What can we do about our shame? Firstly, it’s not an outward thing, or a behaviour. It’s a belief and a feeling, so it’s on the inside of us. Therefore we cannot perform our way out of it, although we certainly do try to do that. We can think “if I look good on the outside, no-one will know how rotten I am on the inside”. But because the shame is ours and ours alone, this won’t help. The danger then is that we will try to escape our feelings of shame in other ways, for example excessive drinking or substance abuse.

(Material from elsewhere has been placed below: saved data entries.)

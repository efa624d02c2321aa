//! Assignment repository.
//!
//! Owns the assignment collection for one session. Constructed once by the
//! composition root and passed by reference; there is no global instance.
//!
//! # Operations
//!
//! | Operation | Touches | Persists |
//! |-----------|---------|----------|
//! | `create` | manual | yes |
//! | `delete` | any (no-op if absent) | yes |
//! | `move_assignment` / `resize_assignment` | manual | yes |
//! | `sync_derived` | derived subset, replaced whole | yes |
//! | `list` / `get` | read-only | no |

use std::collections::HashMap;

use chrono::NaiveDate;
use serde::Serialize;
use tracing::{debug, info, warn};

use super::{derive_assignments, KeyValueStore, Snapshot};
use crate::config::TimelineConfig;
use crate::display::color_for;
use crate::error::{StorageError, TimelineError, TimelineResult};
use crate::models::{
    shift_days, Assignment, AssignmentInput, AssignmentOrigin, DateRange, Employee, PlanItem,
};
use crate::validation::{validate_assignment, References, ValidationError, ValidationErrorKind};

/// Query filter for [`AssignmentRepository::list`].
///
/// Unset fields match everything.
#[derive(Debug, Clone, Default, PartialEq, Eq)]
pub struct AssignmentFilter {
    /// Exact employee id (use the unassigned sentinel for nobody).
    pub employee_id: Option<String>,
    /// Exact project id.
    pub project_id: Option<String>,
    /// Matches assignments whose date range intersects this range.
    pub date_range: Option<DateRange>,
    /// Only assignments of this origin.
    pub origin: Option<AssignmentOrigin>,
}

impl AssignmentFilter {
    /// Matches everything.
    pub fn new() -> Self {
        Self::default()
    }

    /// Restricts to one employee.
    pub fn with_employee(mut self, employee_id: impl Into<String>) -> Self {
        self.employee_id = Some(employee_id.into());
        self
    }

    /// Restricts to one project.
    pub fn with_project(mut self, project_id: impl Into<String>) -> Self {
        self.project_id = Some(project_id.into());
        self
    }

    /// Restricts to assignments intersecting `range`.
    pub fn with_date_range(mut self, range: DateRange) -> Self {
        self.date_range = Some(range);
        self
    }

    /// Restricts to one origin.
    pub fn with_origin(mut self, origin: AssignmentOrigin) -> Self {
        self.origin = Some(origin);
        self
    }

    /// Whether `assignment` passes every set criterion.
    pub fn matches(&self, assignment: &Assignment) -> bool {
        self.employee_id
            .as_deref()
            .map_or(true, |id| assignment.employee_id == id)
            && self
                .project_id
                .as_deref()
                .map_or(true, |id| assignment.project_id == id)
            && self
                .date_range
                .map_or(true, |range| range.intersects(&assignment.date_range()))
            && self.origin.map_or(true, |origin| assignment.origin == origin)
    }
}

/// Outcome of one [`AssignmentRepository::sync_derived`] call.
#[derive(Debug, Clone, Default, PartialEq, Eq, Serialize)]
#[serde(rename_all = "camelCase")]
pub struct SyncReport {
    /// Derived ids that did not exist before.
    pub added: Vec<String>,
    /// Derived ids whose content changed.
    pub updated: Vec<String>,
    /// Derived ids whose plan item disappeared.
    pub removed: Vec<String>,
    /// Derived assignments left byte-for-byte identical.
    pub unchanged: usize,
}

impl SyncReport {
    /// Whether the derived subset changed at all.
    pub fn has_changes(&self) -> bool {
        !(self.added.is_empty() && self.updated.is_empty() && self.removed.is_empty())
    }
}

/// The assignment collection with write-through persistence.
#[derive(Debug)]
pub struct AssignmentRepository<S: KeyValueStore> {
    store: S,
    config: TimelineConfig,
    assignments: Vec<Assignment>,
    references: References,
    pending_write: bool,
}
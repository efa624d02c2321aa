//! Time-of-day slot grid.
//!
//! The grid is an ordered list of slot start times from the first hour to the
//! last hour, both inclusive, at a fixed minute increment. The last label
//! exists so that an assignment can end exactly at the close of the day.

use chrono::NaiveTime;

use crate::models::{format_time, parse_time};
use crate::validation::ValidationError;

/// Ordered slot labels for one day.
#[derive(Debug, Clone, PartialEq, Eq)]
pub struct SlotGrid {
    times: Vec<NaiveTime>,
}

impl SlotGrid {
    /// Creates a grid from `start_hour:00` to `end_hour:00` inclusive.
    ///
    /// A zero increment is treated as one minute. Hours past 23 are dropped.
    pub fn new(start_hour: u32, end_hour: u32, slot_minutes: u32) -> Self {
        let step = slot_minutes.max(1) as usize;
        let times = (start_hour * 60..=end_hour * 60)
            .step_by(step)
            .filter_map(|minute| NaiveTime::from_hms_opt(minute / 60, minute % 60, 0))
            .collect();
        Self { times }
    }

    /// Creates a grid from caller-supplied `HH:MM` labels.
    ///
    /// Labels must be strictly increasing.
    pub fn from_labels<S: AsRef<str>>(labels: &[S]) -> Result<Self, ValidationError> {
        let mut times = Vec::with_capacity(labels.len());
        for label in labels {
            let time = parse_time(label.as_ref())?;
            if times.last().is_some_and(|prev| *prev >= time) {
                return Err(ValidationError::new(
                    crate::validation::ValidationErrorKind::InvalidTimeRange,
                    format!("Slot label '{}' is not after its predecessor", label.as_ref()),
                ));
            }
            times.push(time);
        }
        Ok(Self { times })
    }

    /// Number of slots.
    pub fn len(&self) -> usize {
        self.times.len()
    }

    /// Whether the grid has no slots.
    pub fn is_empty(&self) -> bool {
        self.times.is_empty()
    }

    /// Slot start times in order.
    pub fn times(&self) -> &[NaiveTime] {
        &self.times
    }

    /// Slot labels as `HH:MM` strings.
    pub fn labels(&self) -> Vec<String> {
        self.times.iter().copied().map(format_time).collect()
    }

    /// Index of the slot starting exactly at `time`.
    ///
    /// Anything between two slots, including a few seconds past one, has no
    /// index.
    pub fn index_of(&self, time: NaiveTime) -> Option<usize> {
        self.times.binary_search(&time).ok()
    }
}
//! Single-day slot layout.
//!
//! - **`slots`**: the time-of-day grid ([`SlotGrid`])
//! - **`occupancy`**: placing assignments onto the grid ([`layout_day`])
//!
//! Multi-day views do not use this module; they only need the
//! [visibility predicate](crate::calendar::is_visible_on_day).

mod occupancy;
mod slots;

pub use occupancy::{layout_day, DayLayout, Placement, RenderabilityIssue, RenderabilityWarning, SlotCell};
pub use slots::SlotGrid;
//! View range resolution and navigation.
//!
//! # Windows
//!
//! | Zoom | Start | End | Step |
//! |------|-------|-----|------|
//! | Day | anchor | anchor | 1 day |
//! | Week | ISO week Monday | Monday + 6 | 7 days |
//! | TwoWeek | ISO week Monday | Monday + 13 | 14 days |
//! | FourWeek | ISO week Monday | Monday + 27 | 28 days |
//! | Month | 1st of month | last of month | 1 month |
//!
//! Month steps clamp to the last valid day (Jan 31 → Feb 28). This is the
//! one exception to the rule that `navigate(Prev, navigate(Next, a)) == a`:
//! months differ in length, so no month step can invert exactly for days
//! 29–31. For those anchors only the visible month survives the round trip;
//! every other zoom level and every anchor on days 1–28 round-trips exactly.

use chrono::{Datelike, Months, NaiveDate};
use serde::{Deserialize, Serialize};

use crate::models::{shift_days, DateRange, ZoomLevel};

/// Navigation direction.
#[derive(Debug, Clone, Copy, PartialEq, Eq, Serialize, Deserialize)]
#[serde(rename_all = "lowercase")]
pub enum Direction {
    Prev,
    Next,
}

/// Monday of the ISO week containing `date`.
pub fn week_start(date: NaiveDate) -> NaiveDate {
    let offset = i64::from(date.weekday().num_days_from_monday());
    shift_days(date, -offset).unwrap_or(NaiveDate::MIN)
}

/// Computes the inclusive visible range for a zoom level and anchor.
pub fn resolve_range(zoom: ZoomLevel, anchor: NaiveDate) -> DateRange {
    match zoom {
        ZoomLevel::Day => DateRange::single(anchor),
        ZoomLevel::Week => weeks_from_monday(anchor, 1),
        ZoomLevel::TwoWeek => weeks_from_monday(anchor, 2),
        ZoomLevel::FourWeek => weeks_from_monday(anchor, 4),
        ZoomLevel::Month => month_of(anchor),
    }
}

/// Moves the anchor by one unit of the zoom level.
pub fn navigate(direction: Direction, zoom: ZoomLevel, anchor: NaiveDate) -> NaiveDate {
    let moved = match zoom {
        ZoomLevel::Month => {
            let one = Months::new(1);
            match direction {
                Direction::Next => anchor.checked_add_months(one),
                Direction::Prev => anchor.checked_sub_months(one),
            }
        }
        _ => {
            let step = step_days(zoom);
            match direction {
                Direction::Next => shift_days(anchor, step),
                Direction::Prev => shift_days(anchor, -step),
            }
        }
    };
    // Outside chrono's representable range the anchor stays put.
    moved.unwrap_or(anchor)
}

fn step_days(zoom: ZoomLevel) -> i64 {
    match zoom {
        ZoomLevel::Day => 1,
        ZoomLevel::Week => 7,
        ZoomLevel::TwoWeek => 14,
        ZoomLevel::FourWeek => 28,
        // Not day-based; handled by calendar-month arithmetic.
        ZoomLevel::Month => 0,
    }
}

fn weeks_from_monday(anchor: NaiveDate, weeks: i64) -> DateRange {
    let start = week_start(anchor);
    let end = shift_days(start, weeks * 7 - 1).unwrap_or(NaiveDate::MAX);
    DateRange::new(start, end)
}

fn month_of(anchor: NaiveDate) -> DateRange {
    let first = anchor.with_day(1).unwrap_or(anchor);
    let last = first
        .checked_add_months(Months::new(1))
        .and_then(|next| next.pred_opt())
        .unwrap_or(NaiveDate::MAX);
    DateRange::new(first, last)
}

Often the feeling of shame is triggered by an action we carry out that pricks our conscience and produces an awareness of guilt, but in actual fact had its origin in childhood. I’m wondering if this is the case for you. Can you think of a time or times during your childhood when you felt similarly? Try a journaling exercise where you write down any experiences of childhood when you felt guilt and shame – what was said or done and by whom, how you felt, and what it said, in your mind, about you. Sometimes if the shaming messages in our childhood are very strong, we can grow up with the idea that we are bad anyway, so what we do doesn’t really matter. But if our conscience is alive and well, we then suffer the consequences of our behaviour in the form of guilt feelings and subsequent relentless feelings of shame, almost confirming our original thoughts about ourselves that we are no good.
To break this cycle of shame and guilt, first deal with the guilt, as outlined in the first paragraph. Then, address the shame. Shame, even though it seems as if it belongs to us, actually doesn't. It is given to us by others, and is always a lie about us, which we internalize. We can choose to accept and believe the lie, that we are inferior, no good, bad etc, or reject it, and replace it with the truth – what I did was wrong, a mistake, but that doesn't mean I am wrong and a mistake. You may need help working through this, and I suggest that entering into therapy for a period of time would be highly beneficial for you. As well, make an effort not to isolate yourself from friends and family, as their support is vital to your sense of well-being.